EXERCISE DESCRIPTION: Please filter the data down to the lines that include the word "latest" and copy them.

[EXERCISE INPUTS — start]

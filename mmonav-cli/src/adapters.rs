//! Production acquisition adapters.
//!
//! The library core is notification-driven and has no OS dependency; these
//! adapters feed it from what a terminal can reach:
//! - a polling file notifier (metadata changes → `FileChanged`/`FileRemoved`)
//! - stdin paste as the clipboard stand-in (each non-blank line becomes the
//!   "clipboard" content and fires `ClipboardChanged`)

use std::io::BufRead;
use std::path::PathBuf;
use std::sync::Arc;
use std::time::{Duration, SystemTime};

use parking_lot::Mutex;
use tokio::sync::mpsc;

use mmonav::watcher::{ClipboardReader, WatchEvent};

/// How often the file notifier checks for metadata changes.
pub const FILE_POLL_INTERVAL: Duration = Duration::from_millis(500);

/// Clipboard stand-in fed by lines pasted on stdin.
#[derive(Debug, Default)]
pub struct StdinPaste {
    latest: Mutex<Option<String>>,
}

impl StdinPaste {
    fn set(&self, text: String) {
        *self.latest.lock() = Some(text);
    }
}

impl ClipboardReader for StdinPaste {
    fn read_text(&self) -> Option<String> {
        self.latest.lock().clone()
    }
}

/// Spawn a thread reading stdin lines into a [`StdinPaste`], firing a
/// `ClipboardChanged` notification per line. The thread ends on EOF or when
/// the notification channel closes.
pub fn spawn_stdin_paste(events: mpsc::Sender<WatchEvent>) -> Arc<StdinPaste> {
    let paste = Arc::new(StdinPaste::default());
    let feeder = Arc::clone(&paste);

    std::thread::spawn(move || {
        let stdin = std::io::stdin();
        for line in stdin.lock().lines() {
            let Ok(line) = line else { break };
            if line.trim().is_empty() {
                continue;
            }
            feeder.set(line);
            if events.blocking_send(WatchEvent::ClipboardChanged).is_err() {
                break;
            }
        }
        tracing::debug!("stdin paste feeder stopped");
    });

    paste
}

/// Spawn a polling notifier for `path`.
///
/// Sends `FileChanged` whenever length or modification time differ from the
/// last observation (including the first sighting of the file) and
/// `FileRemoved` when an existing file disappears. The task ends when the
/// notification channel closes.
pub fn spawn_file_poller(
    path: PathBuf,
    events: mpsc::Sender<WatchEvent>,
    interval: Duration,
) -> tokio::task::JoinHandle<()> {
    tokio::spawn(async move {
        let mut ticker = tokio::time::interval(interval);
        let mut last: Option<(u64, Option<SystemTime>)> = None;
        let mut existed = false;

        loop {
            ticker.tick().await;

            match tokio::fs::metadata(&path).await {
                Ok(meta) => {
                    existed = true;
                    let state = (meta.len(), meta.modified().ok());
                    if last.as_ref() != Some(&state) {
                        last = Some(state);
                        if events.send(WatchEvent::FileChanged).await.is_err() {
                            break;
                        }
                    }
                }
                Err(_) => {
                    if existed {
                        existed = false;
                        last = None;
                        if events.send(WatchEvent::FileRemoved).await.is_err() {
                            break;
                        }
                    }
                }
            }
        }
        tracing::debug!(path = %path.display(), "file poller stopped");
    })
}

[EXERCISE INPUTS — finish]

TASK RESULT:
    latest: Mutex<Option<String>>,
        *self.latest.lock() = Some(text);
        self.latest.lock().clone()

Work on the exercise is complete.